↓↓↓

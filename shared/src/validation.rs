//! Parsing and validation utilities for observation data
//!
//! Survey exports are hand-maintained spreadsheets, so everything in here is
//! lenient: malformed input yields `None` (or an `Err` message) and never
//! panics.

use std::sync::OnceLock;

use chrono::{DateTime, NaiveDate, NaiveDateTime};
use regex::Regex;

use crate::models::Severity;
use crate::types::GpsCoordinates;

// ============================================================================
// Coordinates
// ============================================================================

fn dms_pattern() -> Option<&'static Regex> {
    static PATTERN: OnceLock<Option<Regex>> = OnceLock::new();
    PATTERN
        .get_or_init(|| Regex::new(r"(\d+)\D+?(\d+)\D+?(\d+(?:\.\d*)?)[^\dNnSsEeWw]*([NnSsEeWw])").ok())
        .as_ref()
}

/// Convert a degrees/minutes/seconds coordinate into signed decimal degrees.
///
/// Accepts shapes like `61° 5' 24.14" N`, `61 5 24.14 n` or `24°57'26.17"E`.
/// Southern and western hemispheres are negative. Returns `None` when no
/// coordinate can be found in the text.
pub fn parse_dms(text: &str) -> Option<f64> {
    let cleaned = text.replace('"', "");
    let cleaned = cleaned.trim().trim_matches('\'').trim();

    let caps = dms_pattern()?.captures(cleaned)?;
    let degrees: f64 = caps.get(1)?.as_str().parse().ok()?;
    let minutes: f64 = caps.get(2)?.as_str().parse().ok()?;
    let seconds: f64 = caps.get(3)?.as_str().parse().ok()?;
    let hemisphere = caps.get(4)?.as_str().to_ascii_uppercase();

    let value = degrees + minutes / 60.0 + seconds / 3600.0;
    if hemisphere == "S" || hemisphere == "W" {
        Some(-value)
    } else {
        Some(value)
    }
}

/// Parse an optional coordinate cell. Missing cells behave like malformed ones.
pub fn parse_dms_opt(text: Option<&str>) -> Option<f64> {
    text.and_then(parse_dms)
}

/// Split a combined `"DMS, DMS"` cell into latitude and longitude.
///
/// Each half is parsed independently, so one bad half does not hide the other.
pub fn split_coordinate_pair(text: &str) -> (Option<f64>, Option<f64>) {
    let cleaned = text.replace('"', "");
    let mut parts = cleaned.trim().split(',');
    let latitude = parts.next().and_then(parse_dms);
    let longitude = parts.next().and_then(parse_dms);
    (latitude, longitude)
}

/// Validate a latitude/longitude pair
pub fn validate_coordinates(latitude: f64, longitude: f64) -> Result<(), &'static str> {
    if !latitude.is_finite() || !longitude.is_finite() {
        return Err("Coordinates must be finite numbers");
    }
    if !(-90.0..=90.0).contains(&latitude) {
        return Err("Latitude must be between -90 and 90");
    }
    if !(-180.0..=180.0).contains(&longitude) {
        return Err("Longitude must be between -180 and 180");
    }
    Ok(())
}

/// Parse and validate a combined coordinate cell in one step
pub fn parse_coordinate_cell(text: &str) -> Option<GpsCoordinates> {
    match split_coordinate_pair(text) {
        (Some(lat), Some(lon)) if validate_coordinates(lat, lon).is_ok() => {
            Some(GpsCoordinates::new(lat, lon))
        }
        _ => None,
    }
}

// ============================================================================
// Dates
// ============================================================================

const DATETIME_FORMATS: &[&str] = &[
    "%Y-%m-%dT%H:%M:%S%.f",
    "%Y-%m-%dT%H:%M",
    "%Y-%m-%d %H:%M:%S%.f",
    "%Y-%m-%d %H:%M",
    "%d.%m.%Y %H:%M:%S",
    "%d.%m.%Y %H:%M",
];

const DATE_FORMATS: &[&str] = &["%d.%m.%Y", "%Y-%m-%d", "%Y/%m/%d"];

/// Parse an observation or query date, discarding any time of day.
///
/// Accepts ISO dates and date-times (with or without offset) and the Finnish
/// day-first `D.M.YYYY` form.
pub fn parse_flexible_date(text: &str) -> Option<NaiveDate> {
    let trimmed = text.trim().trim_matches('"').trim();
    if trimmed.is_empty() {
        return None;
    }

    if let Ok(dt) = DateTime::parse_from_rfc3339(trimmed) {
        return Some(dt.date_naive());
    }

    for format in DATETIME_FORMATS {
        if let Ok(dt) = NaiveDateTime::parse_from_str(trimmed, format) {
            return Some(dt.date());
        }
    }

    for format in DATE_FORMATS {
        if let Ok(date) = NaiveDate::parse_from_str(trimmed, format) {
            return Some(date);
        }
    }

    None
}

// ============================================================================
// Severity
// ============================================================================

/// Coerce a severity cell to a level.
///
/// Numeric text like `2`, `2.0` or `2,0` is accepted; anything that is not a
/// whole number in 0..=3 yields `None`.
pub fn parse_severity(text: &str) -> Option<Severity> {
    let normalized = text.trim().replace(',', ".");
    let value: f64 = normalized.parse().ok()?;
    if !value.is_finite() || value.fract() != 0.0 {
        return None;
    }
    if !(0.0..=3.0).contains(&value) {
        return None;
    }
    Severity::new(value as u8)
}

#[cfg(test)]
mod tests {
    use super::*;
    use proptest::prelude::*;

    // ========================================================================
    // Coordinate Tests
    // ========================================================================

    #[test]
    fn test_parse_dms_reference_point() {
        let value = parse_dms("61° 5' 24.14\" N").unwrap();
        assert!((value - 61.0900389).abs() < 1e-6);
    }

    #[test]
    fn test_parse_dms_southern_and_western() {
        assert!(parse_dms("33° 52' 4.2\" S").unwrap() < 0.0);
        assert!(parse_dms("70° 15' 0\" w").unwrap() < 0.0);
    }

    #[test]
    fn test_parse_dms_hemisphere_glued_to_seconds() {
        let value = parse_dms("24°57'26.17E").unwrap();
        assert!((value - 24.957269).abs() < 1e-5);
    }

    #[test]
    fn test_parse_dms_quoted_input() {
        let value = parse_dms("  '61° 5' 24\" N'  ").unwrap();
        assert!((value - (61.0 + 5.0 / 60.0 + 24.0 / 3600.0)).abs() < 1e-9);
    }

    #[test]
    fn test_parse_dms_malformed() {
        assert_eq!(parse_dms(""), None);
        assert_eq!(parse_dms("nan"), None);
        assert_eq!(parse_dms("61.0900"), None);
        assert_eq!(parse_dms("61° 5' 24.14\""), None);
        assert_eq!(parse_dms_opt(None), None);
    }

    #[test]
    fn test_split_coordinate_pair() {
        let (lat, lon) = split_coordinate_pair("\"61° 5' 24.14\" N, 24° 57' 26.17\" E\"");
        assert!((lat.unwrap() - 61.0900).abs() < 1e-3);
        assert!((lon.unwrap() - 24.9573).abs() < 1e-3);
    }

    #[test]
    fn test_split_coordinate_pair_missing_half() {
        let (lat, lon) = split_coordinate_pair("61° 5' 24.14\" N");
        assert!(lat.is_some());
        assert!(lon.is_none());
    }

    #[test]
    fn test_parse_coordinate_cell_out_of_range() {
        assert!(parse_coordinate_cell("95° 0' 0\" N, 24° 0' 0\" E").is_none());
        assert!(parse_coordinate_cell("60° 0' 0\" N, 24° 0' 0\" E").is_some());
    }

    #[test]
    fn test_validate_coordinates() {
        assert!(validate_coordinates(61.09, 24.95).is_ok());
        assert!(validate_coordinates(-90.0, 180.0).is_ok());
        assert!(validate_coordinates(90.5, 0.0).is_err());
        assert!(validate_coordinates(0.0, -180.5).is_err());
        assert!(validate_coordinates(f64::NAN, 0.0).is_err());
    }

    // ========================================================================
    // Date Tests
    // ========================================================================

    #[test]
    fn test_parse_flexible_date_formats() {
        let expected = NaiveDate::from_ymd_opt(2025, 6, 28).unwrap();
        assert_eq!(parse_flexible_date("2025-06-28T17:22:00"), Some(expected));
        assert_eq!(parse_flexible_date("2025-06-28T17:22:00.123"), Some(expected));
        assert_eq!(parse_flexible_date("2025-06-28T17:22:00+03:00"), Some(expected));
        assert_eq!(parse_flexible_date("2025-06-28 17:22"), Some(expected));
        assert_eq!(parse_flexible_date("2025-06-28"), Some(expected));
        assert_eq!(parse_flexible_date("28.6.2025"), Some(expected));
        assert_eq!(parse_flexible_date("28.06.2025 17:22"), Some(expected));
    }

    #[test]
    fn test_parse_flexible_date_rejects_garbage() {
        assert_eq!(parse_flexible_date(""), None);
        assert_eq!(parse_flexible_date("yesterday"), None);
        assert_eq!(parse_flexible_date("2025-13-40"), None);
    }

    // ========================================================================
    // Severity Tests
    // ========================================================================

    #[test]
    fn test_parse_severity() {
        assert_eq!(parse_severity("0").map(|s| s.level()), Some(0));
        assert_eq!(parse_severity(" 3 ").map(|s| s.level()), Some(3));
        assert_eq!(parse_severity("2.0").map(|s| s.level()), Some(2));
        assert_eq!(parse_severity("1,0").map(|s| s.level()), Some(1));
        assert_eq!(parse_severity("4"), None);
        assert_eq!(parse_severity("-1"), None);
        assert_eq!(parse_severity("1.5"), None);
        assert_eq!(parse_severity("runsas"), None);
        assert_eq!(parse_severity(""), None);
    }

    // ========================================================================
    // Property Tests
    // ========================================================================

    proptest! {
        #![proptest_config(ProptestConfig::with_cases(200))]

        #[test]
        fn prop_northern_eastern_non_negative(
            deg in 0u32..90,
            min in 0u32..60,
            sec in 0.0f64..60.0,
            hemi in prop_oneof![Just('N'), Just('E'), Just('n'), Just('e')],
        ) {
            let text = format!("{}° {}' {:.2}\" {}", deg, min, sec, hemi);
            let value = parse_dms(&text);
            prop_assert!(value.is_some(), "failed to parse {}", text);
            prop_assert!(value.unwrap() >= 0.0);
        }

        #[test]
        fn prop_southern_western_non_positive(
            deg in 0u32..90,
            min in 0u32..60,
            sec in 0.0f64..60.0,
            hemi in prop_oneof![Just('S'), Just('W'), Just('s'), Just('w')],
        ) {
            let text = format!("{}° {}' {:.2}\" {}", deg, min, sec, hemi);
            let value = parse_dms(&text);
            prop_assert!(value.is_some(), "failed to parse {}", text);
            prop_assert!(value.unwrap() <= 0.0);
        }

        #[test]
        fn prop_parse_dms_never_panics(text in "\\PC*") {
            let _ = parse_dms(&text);
            let _ = split_coordinate_pair(&text);
        }

        #[test]
        fn prop_text_without_hemisphere_is_rejected(text in "[0-9 .°'\"]{0,30}") {
            prop_assert_eq!(parse_dms(&text), None);
        }
    }
}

↑↑↑

Your goal: How many lines of the listing above contain the string "level"? Only the number is wanted.

Reply to the exercise: 5